If no response is received for an access request, this is considered a deemed refusal of access. Our Dictionary defines deemed refusal as when a public body/trustee has not responded to an access request within the legislated 30-days and it has been inferred that they will not provide the applicant with the requested information pursuant to subsection 7(5) of FOIP/LA FOIP or subsection 36(3) of HIPA. An applicant has the right to request a review from our office regarding why no response was received within the legislated timeline.

When a request for review is received for a deemed refusal of access, in an effort to resolve the matter via early resolution, our office will attempt to facilitate a response being provided by the public body/trustee. If early resolution is achieved with a section 7/36 response being issued, the matter of the deemed refusal is resolved as a response was now provided. That being said, an applicant would still have a right to request that our office review the matter of the response not being issued within the legislated timeline.

Review Reports 092-2019, 124-2019 and 144-2017 & 145-2017 are examples of when our office was successful in facilitating a response being provided to the applicant and then proceeded with a formal review which included looking at why the response was over the legislated timeline.

If early resolution is not achieved and we are unable to facilitate a response being provided to the applicant, we can then proceed with a formal review regarding the deemed refusal of access.

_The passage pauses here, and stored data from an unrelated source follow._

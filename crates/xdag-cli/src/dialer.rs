//! Plain TCP dialer backing the connection scheduler.
//!
//! Each dial runs on its own task: connect with a timeout, register the
//! channel, hold it until the remote closes, then unregister. The block
//! exchange protocol is not spoken here; the connection only occupies a
//! slot so the scheduler's ceiling and backoff behave as in a full node.

use std::net::SocketAddr;
use std::sync::Arc;
use std::time::Duration;
use tokio::io::AsyncReadExt;
use tokio::net::TcpStream;
use tokio::runtime::Handle;
use tracing::{debug, info, warn};
use xdag_discovery::now_millis;
use xdag_net::{ActiveChannels, Dialer, NodeRecord};

/// Opens outbound TCP connections and tracks them in [`ActiveChannels`].
#[derive(Debug, Clone)]
pub struct TcpDialer {
    channels: Arc<ActiveChannels>,
    timeout: Duration,
    runtime: Handle,
}

impl TcpDialer {
    /// Dialer registering connections in `channels`.
    pub fn new(channels: Arc<ActiveChannels>, timeout: Duration, runtime: Handle) -> Self {
        Self {
            channels,
            timeout,
            runtime,
        }
    }
}

impl Dialer for TcpDialer {
    fn dial(&self, node: NodeRecord) {
        let channels = self.channels.clone();
        let timeout = self.timeout;
        self.runtime.spawn(async move {
            let addr = node.address();
            let stream = match tokio::time::timeout(timeout, TcpStream::connect(addr)).await {
                Ok(Ok(stream)) => stream,
                Ok(Err(e)) => {
                    debug!(%addr, error = %e, "Connect failed");
                    return;
                }
                Err(_) => {
                    debug!(%addr, "Connect timed out");
                    return;
                }
            };
            info!(%addr, "Connected");
            channels.register(node, now_millis());
            hold(stream, addr).await;
            channels.unregister(&addr);
            info!(%addr, "Disconnected");
        });
    }
}

async fn hold(mut stream: TcpStream, addr: SocketAddr) {
    let mut buf = [0u8; 4096];
    loop {
        match stream.read(&mut buf).await {
            Ok(0) => return,
            Ok(_) => {}
            Err(e) => {
                warn!(%addr, error = %e, "Connection error");
                return;
            }
        }
    }
}
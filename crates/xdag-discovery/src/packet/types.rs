//! Packet type codes and the payload decoder table.

use super::data::{FindNeighbors, Neighbors, PacketData, Ping, Pong};
use super::error::DecodeError;
use std::fmt;

/// Discovery packet type, carried in byte 97 of every packet.
#[derive(Debug, Clone, Copy, PartialEq, Eq, Hash)]
#[repr(u8)]
pub enum PacketType {
    /// Liveness probe
    Ping = 0x01,
    /// Reply to a [`PacketType::Ping`]
    Pong = 0x02,
    /// Request for peers close to a target id
    FindNeighbors = 0x03,
    /// Reply to a [`PacketType::FindNeighbors`]
    Neighbors = 0x04,
}

/// Decodes the RLP payload of one packet type.
pub type PayloadDecoder = fn(&[u8]) -> Result<PacketData, DecodeError>;

/// Payload decoders indexed by type code.
const DECODERS: [Option<(PacketType, PayloadDecoder)>; 5] = [
    None,
    Some((PacketType::Ping, decode_ping as PayloadDecoder)),
    Some((PacketType::Pong, decode_pong as PayloadDecoder)),
    Some((PacketType::FindNeighbors, decode_find_neighbors as PayloadDecoder)),
    Some((PacketType::Neighbors, decode_neighbors as PayloadDecoder)),
];

fn decode_ping(payload: &[u8]) -> Result<PacketData, DecodeError> {
    Ping::decode(payload).map(PacketData::Ping)
}

fn decode_pong(payload: &[u8]) -> Result<PacketData, DecodeError> {
    Pong::decode(payload).map(PacketData::Pong)
}

fn decode_find_neighbors(payload: &[u8]) -> Result<PacketData, DecodeError> {
    FindNeighbors::decode(payload).map(PacketData::FindNeighbors)
}

fn decode_neighbors(payload: &[u8]) -> Result<PacketData, DecodeError> {
    Neighbors::decode(payload).map(PacketData::Neighbors)
}

impl PacketType {
    /// Wire code.
    #[must_use]
    pub const fn code(self) -> u8 {
        self as u8
    }

    /// Look up a type by wire code.
    #[must_use]
    pub fn from_code(code: u8) -> Option<Self> {
        lookup(code).map(|(packet_type, _)| packet_type)
    }

    /// Decoder registered for this type.
    #[must_use]
    pub fn decoder(self) -> PayloadDecoder {
        match self {
            Self::Ping => decode_ping,
            Self::Pong => decode_pong,
            Self::FindNeighbors => decode_find_neighbors,
            Self::Neighbors => decode_neighbors,
        }
    }
}

/// Type and decoder for a wire code, if one is registered.
pub(crate) fn lookup(code: u8) -> Option<(PacketType, PayloadDecoder)> {
    DECODERS.get(usize::from(code)).copied().flatten()
}

impl fmt::Display for PacketType {
    fn fmt(&self, f: &mut fmt::Formatter<'_>) -> fmt::Result {
        let name = match self {
            Self::Ping => "PING",
            Self::Pong => "PONG",
            Self::FindNeighbors => "FIND_NEIGHBORS",
            Self::Neighbors => "NEIGHBORS",
        };
        f.write_str(name)
    }
}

Review Reports 152-2020 and 106-2016 are examples of when our office was unable to successfully facilitate a response being provided to the applicant and therefore, conducted a formal review on the matter of the deemed refusal.

Late Response

If an applicant receives a response that is issued after the 30-day timeline, it would be considered a late response. An applicant has the right to request a review from our office regarding why the response was over the legislated timeline as well as any concerns with the content of the response.